In accordance with Kang and Larsson (2014) a number of trends were found by inspecting Fig. 1. It is quite obvious that there is a resemblance between the shapes of the three series. An exponential trend seems appropriate to consider, hence it might be reasonable to combine autoregressive terms, in order to account for the serial correlation, with piecewise quadratic functions to explain the deterministic exponential behavior. This reasoning leads to the combined model

$$\begin{aligned} \begin{pmatrix} X_{1t} \\ X_{2t} \\ X_{3t} \end{pmatrix}= & {} \begin{pmatrix} \nu _{1t} \\ \nu _{2t} \\ \nu _{3t} \end{pmatrix} + \sum \limits _{k=1}^{p}{\begin{pmatrix} \delta _{k11} &{} \delta _{k12} &{} \delta _{k13} \\ \delta _{k21} &{} \delta _{k22} &{} \delta _{k23} \\ \delta _{k31} &{} \delta _{k32} &{} \delta _{k33} \end{pmatrix}}\begin{pmatrix} X_{1,t-k} \\ X_{2,t-k} \\ X_{3,t-k} \end{pmatrix} \nonumber \\ {}{} & {} + \begin{pmatrix} \epsilon _{1t} \\ \epsilon _{2t} \\ \epsilon _{3t} \end{pmatrix}, \end{aligned}$$

(2)

where $(\epsilon _{1t},\epsilon _{2t},\epsilon _{3t})'$ are iid with expectation 0 and the deterministic terms are

$$\begin{aligned} \nu _{it}= & {} \sum \limits _{j=1}^{7}{\Big \{d_{ij0} + d_{ij1}(t-T_{j}) + d_{ij2}(t-T_{j})^{2}\Big \}}\nonumber \\ {}{} & {} \times I\Big \{T_{j} \le t < T_{j+1}\Big \}, \end{aligned}$$

(3)

where i = 1,2,3 (temperature, CO$_{2}$, CH$_{4}$) and I $\big \{T_{j} \le t < T_{j+1}\big \}$ is 1 if $T_{j} \le t < T_{j+1}$ and 0 otherwise. In (3) $d_{ij0}$ is the constant term, $d_{ij1}$ the linear and $d_{ij2}$ the quadratic. p in (2) is the number of lags.
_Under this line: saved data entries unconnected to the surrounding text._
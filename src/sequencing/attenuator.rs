//! Attenuator transmission control.
//!
//! Two attenuators share this interface: the BCU filter set, which raises a
//! `done` flag once the filters have moved, and the RI unit, which does not.

use super::actuate::{actuate_until_in_position, ActuatorCommand, PollPolicy};
use crate::device::{ProcessVariable, PvActuator, StatusFlag};
use crate::error::{BeamlineError, BeamlineResult};
use crate::limits::{
    validate_attenuator_energy, validate_transmission, ATTENUATOR_MAX_ENERGY_EV,
    ATTENUATOR_MIN_ENERGY_EV,
};
use std::sync::Arc;
use tokio_util::sync::CancellationToken;
use tracing::info;

/// An attenuator driven by energy/transmission setpoints and a "set" trigger.
pub struct Attenuator {
    name: String,
    energy: Arc<dyn ProcessVariable>,
    transmission: Arc<dyn ProcessVariable>,
    set_trans: Arc<dyn ProcessVariable>,
    done: Option<Arc<dyn ProcessVariable>>,
    energy_range: (f64, f64),
}

impl Attenuator {
    /// Attenuator without a completion flag; the trigger write is awaited instead.
    pub fn new(
        name: impl Into<String>,
        energy: Arc<dyn ProcessVariable>,
        transmission: Arc<dyn ProcessVariable>,
        set_trans: Arc<dyn ProcessVariable>,
    ) -> Self {
        Self {
            name: name.into(),
            energy,
            transmission,
            set_trans,
            done: None,
            energy_range: (ATTENUATOR_MIN_ENERGY_EV, ATTENUATOR_MAX_ENERGY_EV),
        }
    }

    /// Wait on `done` reading 1 after triggering.
    pub fn with_done_flag(mut self, done: Arc<dyn ProcessVariable>) -> Self {
        self.done = Some(done);
        self
    }

    /// Override the calibrated energy range (inclusive, eV).
    pub fn with_energy_range(mut self, min_ev: f64, max_ev: f64) -> Self {
        self.energy_range = (min_ev, max_ev);
        self
    }

    /// Attenuator name.
    pub fn name(&self) -> &str {
        &self.name
    }

    /// Set the transmission at the monochromator's current energy.
    ///
    /// Nothing is written when the energy is outside the calibrated range or
    /// the transmission is not a fraction. Returns the transmission read back.
    pub async fn set_transmission(
        &self,
        mono_energy: &dyn ProcessVariable,
        transmission: f64,
        policy: PollPolicy,
        cancel: Option<&CancellationToken>,
    ) -> BeamlineResult<f64> {
        let energy_ev = mono_energy
            .get()
            .await
            .map_err(BeamlineError::device(mono_energy.name()))?;
        let (min_ev, max_ev) = self.energy_range;
        validate_attenuator_energy(energy_ev, min_ev, max_ev)?;
        validate_transmission(transmission)?;

        // Only read back by the IOC for diagnostics.
        self.energy
            .put(energy_ev, true)
            .await
            .map_err(BeamlineError::device(self.energy.name()))?;
        self.transmission
            .put(transmission, true)
            .await
            .map_err(BeamlineError::device(self.transmission.name()))?;

        match &self.done {
            Some(done) => {
                let id = format!("{}.set", self.name);
                let actuator = PvActuator::new(
                    id.clone(),
                    Arc::clone(&self.set_trans),
                    Arc::clone(done),
                    StatusFlag::Equals(1.0),
                );
                let command = ActuatorCommand::new(id, 1.0, policy);
                actuate_until_in_position(&actuator, &command, cancel).await?;
            }
            None => self
                .set_trans
                .put(1.0, true)
                .await
                .map_err(BeamlineError::device(self.set_trans.name()))?,
        }

        let readback = self.read_transmission().await?;
        info!(
            attenuator = %self.name,
            "Attenuator = {}, Transmission set to {:.3}",
            self.name,
            readback
        );
        Ok(readback)
    }

    /// Current transmission.
    pub async fn transmission(&self) -> BeamlineResult<f64> {
        let transmission = self.read_transmission().await?;
        info!(
            attenuator = %self.name,
            "Attenuator = {}, Transmission = {:.3}",
            self.name,
            transmission
        );
        Ok(transmission)
    }

    async fn read_transmission(&self) -> BeamlineResult<f64> {
        self.transmission
            .get()
            .await
            .map_err(BeamlineError::device(self.transmission.name()))
    }
}
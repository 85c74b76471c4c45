//! Compound refractive lens (CRL) beam size selection.
//!
//! The transfocator holds four vertical and four horizontal lens groups,
//! each moved by writing 1 to its `in` or `out` command. Beam sizes are
//! named by plane and index: `V0`/`V1`, `H0`/`H1`; index 0 is the
//! unfocused beam.

use crate::device::ProcessVariable;
use crate::error::{BeamlineError, BeamlineResult};
use crate::limits::CRL_MIN_ENERGY_EV;
use std::fmt;
use std::str::FromStr;
use std::sync::Arc;
use tracing::{info, warn};

/// Vertical beam size option.
#[derive(Debug, Clone, Copy, PartialEq, Eq)]
pub enum VerticalSize {
    /// All vertical lenses out
    V0,
    /// `vs` and `v1b` in
    V1,
}

/// Horizontal beam size option.
#[derive(Debug, Clone, Copy, PartialEq, Eq)]
pub enum HorizontalSize {
    /// All horizontal lenses out
    H0,
    /// `h2a`, `h1a` and `h1b` in
    H1,
}

impl FromStr for VerticalSize {
    type Err = BeamlineError;

    fn from_str(s: &str) -> Result<Self, Self::Err> {
        match s {
            "V0" => Ok(Self::V0),
            "V1" => Ok(Self::V1),
            other => Err(BeamlineError::Validation(format!(
                "vertical beam size '{other}' should be one of [\"V0\", \"V1\"]"
            ))),
        }
    }
}

impl FromStr for HorizontalSize {
    type Err = BeamlineError;

    fn from_str(s: &str) -> Result<Self, Self::Err> {
        match s {
            "H0" => Ok(Self::H0),
            "H1" => Ok(Self::H1),
            other => Err(BeamlineError::Validation(format!(
                "horizontal beam size '{other}' should be one of [\"H0\", \"H1\"]"
            ))),
        }
    }
}

impl fmt::Display for VerticalSize {
    fn fmt(&self, f: &mut fmt::Formatter<'_>) -> fmt::Result {
        f.write_str(match self {
            Self::V0 => "V0",
            Self::V1 => "V1",
        })
    }
}

impl fmt::Display for HorizontalSize {
    fn fmt(&self, f: &mut fmt::Formatter<'_>) -> fmt::Result {
        f.write_str(match self {
            Self::H0 => "H0",
            Self::H1 => "H1",
        })
    }
}

/// One lens group with its insert and retract commands.
#[derive(Clone)]
pub struct Lens {
    mv_in: Arc<dyn ProcessVariable>,
    mv_out: Arc<dyn ProcessVariable>,
}

impl Lens {
    /// Wire the insert and retract commands.
    pub fn new(mv_in: Arc<dyn ProcessVariable>, mv_out: Arc<dyn ProcessVariable>) -> Self {
        Self { mv_in, mv_out }
    }

    async fn insert(&self) -> BeamlineResult<()> {
        self.mv_in
            .put(1.0, false)
            .await
            .map_err(BeamlineError::device(self.mv_in.name()))
    }

    async fn retract(&self) -> BeamlineResult<()> {
        self.mv_out
            .put(1.0, false)
            .await
            .map_err(BeamlineError::device(self.mv_out.name()))
    }

    async fn place(&self, inserted: bool) -> BeamlineResult<()> {
        if inserted {
            self.insert().await
        } else {
            self.retract().await
        }
    }
}

/// Transfocator lens groups, named as on the beamline.
#[allow(missing_docs)]
#[derive(Clone)]
pub struct Transfocator {
    pub vs: Lens,
    pub v2a: Lens,
    pub v1a: Lens,
    pub v1b: Lens,
    pub h4a: Lens,
    pub h2a: Lens,
    pub h1a: Lens,
    pub h1b: Lens,
}

impl Transfocator {
    /// Lens positions for `size`, in write order: vs, v2a, v1a, v1b.
    fn vertical_pattern(&self, size: VerticalSize) -> [(&Lens, bool); 4] {
        let inserted = size == VerticalSize::V1;
        [
            (&self.vs, inserted),
            (&self.v2a, false),
            (&self.v1a, false),
            (&self.v1b, inserted),
        ]
    }

    /// Lens positions for `size`, in write order: h4a, h2a, h1a, h1b.
    fn horizontal_pattern(&self, size: HorizontalSize) -> [(&Lens, bool); 4] {
        let inserted = size == HorizontalSize::H1;
        [
            (&self.h4a, false),
            (&self.h2a, inserted),
            (&self.h1a, inserted),
            (&self.h1b, inserted),
        ]
    }
}

/// Select a vertical and horizontal beam size.
///
/// Both options are parsed before anything moves. Below the CRL energy
/// limit the lenses still move, but the operator is warned to defocus with
/// the KB mirrors instead.
pub async fn set_beam_size(
    transfocator: &Transfocator,
    energy_ev: f64,
    vertical: &str,
    horizontal: &str,
) -> BeamlineResult<()> {
    let vertical: VerticalSize = vertical.parse()?;
    let horizontal: HorizontalSize = horizontal.parse()?;

    if energy_ev < CRL_MIN_ENERGY_EV {
        warn!(
            energy_ev,
            "Warning: For energies < 9 keV, use KB mirrors to defocus, not CRLs"
        );
    }

    for (lens, inserted) in transfocator.vertical_pattern(vertical) {
        lens.place(inserted).await?;
    }
    for (lens, inserted) in transfocator.horizontal_pattern(horizontal) {
        lens.place(inserted).await?;
    }
    info!(%vertical, %horizontal, "Beam size set");
    Ok(())
}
3.1 Akaike information criterion

The Akaike information criterion (AIC), cf Akaike (1974), measures how well a model fits the data. The lower value of AIC the better the fit. This was taken into consideration when finding the optimal model. The formula is

$$\begin{aligned} AIC = 2k - 2log\hat{L}, \end{aligned}$$

where k is the number of parameters in the model and $\hat{L}$ is the maximum likelihood.

Table 1 Initial and modified break points for temperature, CO$_{2}$ and CH$_{4}$

Full size table

Table 2 AIC of the univariate models. Pqt is short for piecewise quadratic trend and mbp is short for modified break points

Full size table

Table 3 Residual sum of squares of forecast errors in the out-of-sample analysis. Pqt is short for piecewise quadratic trend and mbp is short for modified break points

Full size table

Table 4 Estimated parameters of the trivariate temperature series with CO$_{2}$ and CH$_{4}$ as the second and third variable. One, two or three stars indicate significance level at 5, 1 and 0.1%, respectively

Full size table

3.2 Out of sample analysis

In addition to AIC an out-of-sample analysis was employed to help decide the final model. This was done by estimating the models using all of the data with the exception of the last 50 observations. Thereafter the ruled out observations were predicted from the estimated models and, lastly, the residual sums of squares (RSS) of deviations from the observations were calculated.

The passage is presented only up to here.